Kenya Universities and Colleges Central Placement Service (KUCCPS) CEO Dr. Mercy Wahome. [Boniface Okendo, Standard]

More than 15,000 students who qualified for university admission have not submitted their applications, the Kenya Universities and Colleges Central Placement Service (KUCCPS) Chief Executive Mercy Wahome has said.

In a statement dated Wednesday, July 6, KUCCPS said a total of 157,498 students who attained a mean grade of C+ and above have applied, out of the 173,127 who qualified for university admission. 

KUCCPS says the application portal will close on Saturday, July 8. Those yet to apply can do so by then.

“As the final selection phase gets underway, previous applicants can confirm if they have secured a course by checking if their student’s portal displays a message indicating if they have secured a chance provisionally or not," Wahome stated. 

“Any candidate who has secured a provisional placement is not required to reapply. Those who have secured courses should wait for KUCCPS to complete the placement process after which they will be provided with details of their courses and institutions, by September 2023,” said KUCCPS.
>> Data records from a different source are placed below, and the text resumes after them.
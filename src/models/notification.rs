//! In-app notifications addressed to a user.

use chrono::{DateTime, Utc};
use serde::{Deserialize, Serialize};
use sqlx::FromRow;
use uuid::Uuid;

use crate::error::AppError;

string_enum! {
    pub enum NotificationType {
        Info => "INFO",
        Success => "SUCCESS",
        Warning => "WARNING",
        Error => "ERROR",
    }
}

string_enum! {
    pub enum NotificationPriority {
        Low => "LOW",
        Normal => "NORMAL",
        High => "HIGH",
        Urgent => "URGENT",
    }
}

#[derive(Debug, Clone, FromRow, Serialize)]
pub struct Notification {
    pub id: Uuid,
    #[serde(skip_serializing)]
    pub tenant_id: Uuid,
    pub user_id: Uuid,
    pub title: String,
    pub message: String,
    pub notification_type: NotificationType,
    pub priority: NotificationPriority,
    pub entity_type: Option<String>,
    pub entity_id: Option<Uuid>,
    pub action_url: Option<String>,
    pub is_read: bool,
    pub read_at: Option<DateTime<Utc>>,
    pub created_at: DateTime<Utc>,
    #[serde(skip_serializing)]
    pub deleted_at: Option<DateTime<Utc>>,
}

tenant_record!(Notification);

impl Notification {
    pub fn new(tenant_id: Uuid, request: CreateNotificationRequest) -> Result<Self, AppError> {
        if request.title.trim().is_empty() || request.message.trim().is_empty() {
            return Err(AppError::bad_request("Title and message are required"));
        }
        Ok(Self {
            id: Uuid::new_v4(),
            tenant_id,
            user_id: request.user_id,
            title: request.title,
            message: request.message,
            notification_type: request.notification_type.unwrap_or(NotificationType::Info),
            priority: request.priority.unwrap_or(NotificationPriority::Normal),
            entity_type: request.entity_type,
            entity_id: request.entity_id,
            action_url: request.action_url,
            is_read: false,
            read_at: None,
            created_at: Utc::now(),
            deleted_at: None,
        })
    }

    /// Idempotent.
    pub fn mark_read(&mut self) {
        if !self.is_read {
            self.is_read = true;
            self.read_at = Some(Utc::now());
        }
    }
}

/// Request body for sending a notification.
///
/// # JSON Example
///
/// ```json
/// {
///   "user_id": "550e8400-e29b-41d4-a716-446655440000",
///   "title": "Inventory count",
///   "message": "Zone A count starts Monday",
///   "priority": "HIGH"
/// }
/// ```
#[derive(Debug, Clone, Deserialize)]
pub struct CreateNotificationRequest {
    pub user_id: Uuid,
    pub title: String,
    pub message: String,
    pub notification_type: Option<NotificationType>,
    pub priority: Option<NotificationPriority>,
    pub entity_type: Option<String>,
    pub entity_id: Option<Uuid>,
    pub action_url: Option<String>,
}

#[derive(Debug, Default, Deserialize)]
pub struct NotificationFilter {
    pub unread_only: Option<bool>,
}

#[derive(Debug, Serialize)]
pub struct UnreadCount {
    pub unread: u64,
}

#[derive(Debug, Serialize)]
pub struct MarkAllReadResponse {
    pub updated: u64,
}

#[cfg(test)]
mod tests {
    use super::*;

    fn request() -> CreateNotificationRequest {
        CreateNotificationRequest {
            user_id: Uuid::new_v4(),
            title: "Payroll approved".into(),
            message: "02/2024 is ready to pay".into(),
            notification_type: None,
            priority: None,
            entity_type: Some("payroll".into()),
            entity_id: Some(Uuid::new_v4()),
            action_url: None,
        }
    }

    #[test]
    fn defaults() {
        let n = Notification::new(Uuid::nil(), request()).unwrap();
        assert_eq!(n.notification_type, NotificationType::Info);
        assert_eq!(n.priority, NotificationPriority::Normal);
        assert!(!n.is_read);
    }

    #[test]
    fn requires_title_and_message() {
        let mut r = request();
        r.title = " ".into();
        assert!(Notification::new(Uuid::nil(), r).is_err());
    }

    #[test]
    fn mark_read_keeps_first_timestamp() {
        let mut n = Notification::new(Uuid::nil(), request()).unwrap();
        n.mark_read();
        let first = n.read_at;
        n.mark_read();
        assert_eq!(n.read_at, first);
    }
}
Due to competition in some courses, KUCCPS further said that some applicants did not qualify since the placement is done on merit.

“I have observed that a lot of students are still fixated with the traditional degree courses like medicine, which cannot accommodate all the qualified students applying for them,” said Dr. Mercy Wahome, the KUCCPS Chief Executive Officer. 

For example, Wahome stated, public universities provided a total of five hundred and twenty-three(523) slots in Medicine, Pharmacy, and Nursing degree courses. 

These courses, she says, filled up at the first phase of course selection, due to the large number of qualified students who applied for them.

In the 2022 KCSE, some 1,156 candidates attained A, while 6,658 students scored A – (minus) and 15,938 got B+. Therefore, a total of 23,752 students scored top grades and qualified for the courses.

 “From the numbers, it is obvious that a student with A – (minus) or B+ is unlikely to get Medicine or any of the other competitive courses,” said Wahome.

 “However, this does not lock them from enrolling in these courses as module II students," she added.